The liability for such omitted tax was not ascertained during the lifetime of Sears, who died in September, 1914. The assessments for omitted taxes are for the years 1907 to 1912, both inclusive. The petition for assessment of omitted personal property of decedent was not presented to the board of review of Cook county until September, 1915, and the assessments now in question were not made by the board until September, 1916. At the death of Sears, in 1914, there was a change of ownership. His will gave all his property to his widow at the instant of his death, subject only to the payment of his debts. There was no tax debt at that time, because during his lifetime there had been no assessment for omitted taxes. After his death and the change of ownership to his widow, any charge against the property for taxes and interest for previous years was expressly prohibited by section 278. If there is any doubt whether the sections in question authorized a charge for taxes against the legatee on account of property omitted from assessment by a deceased owner and devised by him, the language of the statute cannot be extended beyond its clear import to make the property subject to the taxation. Such statutes imposing a tax, in case of doubt, are construed most strongly against the government and in favor of the citizen. Fidelity & Casualty Co. v. Board of Review, 264 Ill. 11, 105 N. E. 704;People v. Barrett, 309 Ill. 53, 139 N. E. 903. There could be no valid subsequent assessment, for the reason that the statute expressly prohibited an assessment after a change of ownership. While the executrix held the legal title, the sole beneficial ownership was in the legatee or heir. If Sears had transferred all of his money and personal property to another in his lifetime, there would have been a change of ownership, which under the express terms of section 278, would have prevented any charge against the property for taxes or interest of previous years. He did make a transfer by his will, which had the same effect at the moment of his death as a transfer by a grant and delivery of possession would have had in his lifetime. The fact that the new owner of his property was his widow made her position no different from that of a stranger, as no exceptions are made in section 278 to its general prohibition against the assessment of omitted property after a change of ownership.

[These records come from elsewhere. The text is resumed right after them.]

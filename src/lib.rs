pub mod config;
pub mod constants;
pub mod extractors;
pub mod logging;
pub mod middleware;
pub mod response;
pub mod routes;
pub mod srs;
pub mod state;
pub mod store;
pub mod workers;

Even if the language of section 276 were construed to authorize an assessment of omitted taxes of a decedent, the provisions of section 278 would nullify the authorization. The language used in section 278 compels the conclusion that it refers to section 276. Section 278 provides, ‘No such charge for tax and interest * * * as provided in the preceding section.’ The only previous reference to ‘interest,’ or the duty of the clerk to ‘charge’ it against property, is in section 276. Section 278 also refers to the ‘person owning such property at the time the liability for such omitted tax was first ascertained.’ The use of the phrase ‘such omitted tax’ shows that section 278 referred to and euqlified section 276, as that section deals with omitted taxes while section 277 does...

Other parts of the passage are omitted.